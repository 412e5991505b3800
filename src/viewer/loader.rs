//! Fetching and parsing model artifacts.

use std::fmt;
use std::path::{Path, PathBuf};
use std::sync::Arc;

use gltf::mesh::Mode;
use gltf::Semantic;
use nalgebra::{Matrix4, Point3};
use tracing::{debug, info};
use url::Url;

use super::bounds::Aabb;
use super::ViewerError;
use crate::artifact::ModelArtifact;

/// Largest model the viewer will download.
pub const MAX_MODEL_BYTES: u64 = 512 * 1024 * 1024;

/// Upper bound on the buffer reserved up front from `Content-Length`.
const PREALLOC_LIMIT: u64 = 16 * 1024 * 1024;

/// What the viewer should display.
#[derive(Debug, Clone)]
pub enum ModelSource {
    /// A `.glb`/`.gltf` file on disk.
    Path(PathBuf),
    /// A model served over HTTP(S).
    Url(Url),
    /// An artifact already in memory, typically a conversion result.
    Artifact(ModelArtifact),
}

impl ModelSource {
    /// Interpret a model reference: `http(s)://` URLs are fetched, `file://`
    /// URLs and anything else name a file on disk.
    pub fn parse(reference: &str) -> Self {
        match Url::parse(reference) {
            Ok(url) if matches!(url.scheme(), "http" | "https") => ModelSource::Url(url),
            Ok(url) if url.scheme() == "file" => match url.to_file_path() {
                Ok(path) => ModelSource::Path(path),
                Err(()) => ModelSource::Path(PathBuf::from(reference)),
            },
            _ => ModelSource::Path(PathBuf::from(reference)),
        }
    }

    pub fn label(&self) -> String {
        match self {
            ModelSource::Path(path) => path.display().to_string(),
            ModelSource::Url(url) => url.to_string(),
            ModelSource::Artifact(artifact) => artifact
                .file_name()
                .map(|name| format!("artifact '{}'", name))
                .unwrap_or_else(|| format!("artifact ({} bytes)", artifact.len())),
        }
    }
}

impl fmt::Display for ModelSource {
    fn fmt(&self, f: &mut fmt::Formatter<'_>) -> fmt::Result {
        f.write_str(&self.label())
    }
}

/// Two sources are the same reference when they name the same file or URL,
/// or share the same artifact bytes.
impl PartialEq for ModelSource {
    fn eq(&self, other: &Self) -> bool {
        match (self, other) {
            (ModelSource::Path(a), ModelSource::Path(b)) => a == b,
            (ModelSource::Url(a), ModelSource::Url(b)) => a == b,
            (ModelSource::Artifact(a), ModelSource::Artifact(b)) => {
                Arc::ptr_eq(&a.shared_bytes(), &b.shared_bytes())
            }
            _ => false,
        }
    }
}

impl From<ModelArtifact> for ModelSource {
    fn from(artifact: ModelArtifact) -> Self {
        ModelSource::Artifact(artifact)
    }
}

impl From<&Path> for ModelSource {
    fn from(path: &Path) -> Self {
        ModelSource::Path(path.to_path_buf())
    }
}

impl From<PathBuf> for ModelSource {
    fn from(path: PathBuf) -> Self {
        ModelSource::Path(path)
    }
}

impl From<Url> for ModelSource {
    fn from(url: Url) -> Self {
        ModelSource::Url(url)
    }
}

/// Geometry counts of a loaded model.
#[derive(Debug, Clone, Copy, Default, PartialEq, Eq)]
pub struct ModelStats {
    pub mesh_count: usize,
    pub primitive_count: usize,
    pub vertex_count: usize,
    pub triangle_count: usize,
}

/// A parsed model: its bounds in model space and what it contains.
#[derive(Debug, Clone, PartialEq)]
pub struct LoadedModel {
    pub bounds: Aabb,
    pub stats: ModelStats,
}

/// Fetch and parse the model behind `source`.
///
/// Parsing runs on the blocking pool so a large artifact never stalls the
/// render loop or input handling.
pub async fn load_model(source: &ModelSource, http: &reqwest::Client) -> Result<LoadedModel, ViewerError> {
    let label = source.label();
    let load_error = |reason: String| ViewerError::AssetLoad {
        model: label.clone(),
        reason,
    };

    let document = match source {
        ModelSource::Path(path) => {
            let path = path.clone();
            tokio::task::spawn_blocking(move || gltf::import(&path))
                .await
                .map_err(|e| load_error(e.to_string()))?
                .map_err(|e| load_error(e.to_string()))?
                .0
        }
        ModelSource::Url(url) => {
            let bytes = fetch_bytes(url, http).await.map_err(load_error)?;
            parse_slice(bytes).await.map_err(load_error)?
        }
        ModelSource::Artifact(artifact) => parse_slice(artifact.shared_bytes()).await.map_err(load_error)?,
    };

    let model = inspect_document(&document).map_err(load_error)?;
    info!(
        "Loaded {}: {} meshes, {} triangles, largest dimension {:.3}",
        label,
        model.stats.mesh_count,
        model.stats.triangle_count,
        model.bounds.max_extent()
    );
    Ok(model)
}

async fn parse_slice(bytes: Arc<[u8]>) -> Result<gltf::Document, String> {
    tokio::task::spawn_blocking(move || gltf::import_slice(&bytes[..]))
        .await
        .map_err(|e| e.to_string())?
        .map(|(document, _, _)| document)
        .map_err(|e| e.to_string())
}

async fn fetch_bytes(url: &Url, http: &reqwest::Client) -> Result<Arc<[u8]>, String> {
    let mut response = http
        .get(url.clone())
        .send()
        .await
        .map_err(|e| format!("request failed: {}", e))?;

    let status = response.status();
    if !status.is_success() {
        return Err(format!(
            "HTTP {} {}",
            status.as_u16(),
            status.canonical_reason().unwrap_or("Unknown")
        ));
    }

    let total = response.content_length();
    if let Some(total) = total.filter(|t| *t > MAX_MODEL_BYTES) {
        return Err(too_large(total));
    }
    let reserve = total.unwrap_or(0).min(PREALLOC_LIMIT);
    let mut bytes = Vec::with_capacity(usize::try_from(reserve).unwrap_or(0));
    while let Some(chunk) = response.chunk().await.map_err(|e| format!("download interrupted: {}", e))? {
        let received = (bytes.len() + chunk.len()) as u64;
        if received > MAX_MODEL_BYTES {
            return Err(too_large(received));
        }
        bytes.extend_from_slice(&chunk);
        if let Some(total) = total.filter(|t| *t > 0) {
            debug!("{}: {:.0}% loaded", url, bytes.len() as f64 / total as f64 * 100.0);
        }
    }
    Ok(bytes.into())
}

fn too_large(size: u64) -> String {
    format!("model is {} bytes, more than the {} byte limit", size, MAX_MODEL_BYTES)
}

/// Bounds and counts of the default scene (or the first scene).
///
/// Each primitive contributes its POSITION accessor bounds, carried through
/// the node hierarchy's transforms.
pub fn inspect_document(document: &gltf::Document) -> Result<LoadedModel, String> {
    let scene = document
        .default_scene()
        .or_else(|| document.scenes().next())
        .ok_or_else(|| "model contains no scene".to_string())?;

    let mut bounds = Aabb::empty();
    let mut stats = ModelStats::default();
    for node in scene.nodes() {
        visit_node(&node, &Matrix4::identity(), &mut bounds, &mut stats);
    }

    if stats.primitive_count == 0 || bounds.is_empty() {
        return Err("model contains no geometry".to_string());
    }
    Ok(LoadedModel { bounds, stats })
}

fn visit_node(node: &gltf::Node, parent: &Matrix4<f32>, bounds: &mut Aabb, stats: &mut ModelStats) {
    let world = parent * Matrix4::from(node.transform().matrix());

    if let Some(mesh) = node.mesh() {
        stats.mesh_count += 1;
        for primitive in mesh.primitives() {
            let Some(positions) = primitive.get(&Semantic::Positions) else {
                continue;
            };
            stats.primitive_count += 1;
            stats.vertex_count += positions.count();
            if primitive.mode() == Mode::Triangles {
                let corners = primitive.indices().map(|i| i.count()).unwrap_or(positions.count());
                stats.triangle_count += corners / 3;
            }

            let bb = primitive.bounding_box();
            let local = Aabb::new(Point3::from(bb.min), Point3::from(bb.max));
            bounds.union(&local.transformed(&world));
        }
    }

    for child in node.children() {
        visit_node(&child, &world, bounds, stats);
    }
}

# # #

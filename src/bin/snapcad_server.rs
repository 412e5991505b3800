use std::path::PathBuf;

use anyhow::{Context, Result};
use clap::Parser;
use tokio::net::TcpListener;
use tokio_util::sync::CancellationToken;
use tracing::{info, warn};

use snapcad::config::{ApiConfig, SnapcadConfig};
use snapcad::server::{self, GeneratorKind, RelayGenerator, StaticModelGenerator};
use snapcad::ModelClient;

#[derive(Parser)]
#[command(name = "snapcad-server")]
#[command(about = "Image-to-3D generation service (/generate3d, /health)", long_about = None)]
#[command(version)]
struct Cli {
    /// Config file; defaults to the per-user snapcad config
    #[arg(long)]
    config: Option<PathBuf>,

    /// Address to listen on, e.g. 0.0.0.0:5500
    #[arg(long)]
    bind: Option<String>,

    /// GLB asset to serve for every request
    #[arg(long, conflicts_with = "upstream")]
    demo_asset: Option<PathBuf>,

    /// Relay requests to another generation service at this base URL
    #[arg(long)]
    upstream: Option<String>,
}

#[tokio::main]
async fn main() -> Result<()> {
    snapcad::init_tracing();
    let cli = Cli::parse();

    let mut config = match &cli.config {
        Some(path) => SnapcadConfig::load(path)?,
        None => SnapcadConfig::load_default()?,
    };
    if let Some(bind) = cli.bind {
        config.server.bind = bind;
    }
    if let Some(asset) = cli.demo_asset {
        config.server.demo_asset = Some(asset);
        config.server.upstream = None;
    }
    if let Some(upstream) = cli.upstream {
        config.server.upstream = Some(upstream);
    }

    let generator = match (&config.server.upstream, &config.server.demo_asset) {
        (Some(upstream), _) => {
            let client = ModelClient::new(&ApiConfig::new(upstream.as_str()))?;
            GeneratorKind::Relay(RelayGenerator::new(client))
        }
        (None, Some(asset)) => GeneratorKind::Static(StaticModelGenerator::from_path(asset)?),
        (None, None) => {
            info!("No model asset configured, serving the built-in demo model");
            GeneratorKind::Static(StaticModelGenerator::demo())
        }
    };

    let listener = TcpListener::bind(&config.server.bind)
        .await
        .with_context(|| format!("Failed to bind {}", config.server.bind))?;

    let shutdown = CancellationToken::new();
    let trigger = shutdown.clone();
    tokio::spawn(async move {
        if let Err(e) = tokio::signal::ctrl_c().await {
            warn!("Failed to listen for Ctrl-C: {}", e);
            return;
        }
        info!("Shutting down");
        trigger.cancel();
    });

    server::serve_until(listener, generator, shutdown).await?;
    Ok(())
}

# # #

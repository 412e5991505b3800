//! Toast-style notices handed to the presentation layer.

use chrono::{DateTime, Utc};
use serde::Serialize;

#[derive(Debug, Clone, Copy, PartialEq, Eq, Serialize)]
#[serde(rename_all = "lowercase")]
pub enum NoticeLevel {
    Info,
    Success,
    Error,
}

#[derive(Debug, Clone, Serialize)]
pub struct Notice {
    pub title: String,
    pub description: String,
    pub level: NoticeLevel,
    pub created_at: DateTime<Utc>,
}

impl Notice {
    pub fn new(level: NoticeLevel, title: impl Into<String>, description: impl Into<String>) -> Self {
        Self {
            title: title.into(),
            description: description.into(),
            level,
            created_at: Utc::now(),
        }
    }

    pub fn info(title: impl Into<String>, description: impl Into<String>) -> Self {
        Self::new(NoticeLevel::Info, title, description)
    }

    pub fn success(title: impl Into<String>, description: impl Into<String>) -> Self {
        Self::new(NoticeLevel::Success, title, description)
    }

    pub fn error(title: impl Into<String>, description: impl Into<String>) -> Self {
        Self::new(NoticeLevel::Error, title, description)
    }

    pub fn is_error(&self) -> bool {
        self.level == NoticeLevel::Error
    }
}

# # #

TASK REQUIREMENTS | Write out only the lines that run from the line containing "for node in" through the line containing "let world = parent", both included, exactly as they appear above.

RESPONSE |
    for node in scene.nodes() {
        visit_node(&node, &Matrix4::identity(), &mut bounds, &mut stats);
    }

    if stats.primitive_count == 0 || bounds.is_empty() {
        return Err("model contains no geometry".to_string());
    }
    Ok(LoadedModel { bounds, stats })
}

fn visit_node(node: &gltf::Node, parent: &Matrix4<f32>, bounds: &mut Aabb, stats: &mut ModelStats) {
    let world = parent * Matrix4::from(node.transform().matrix());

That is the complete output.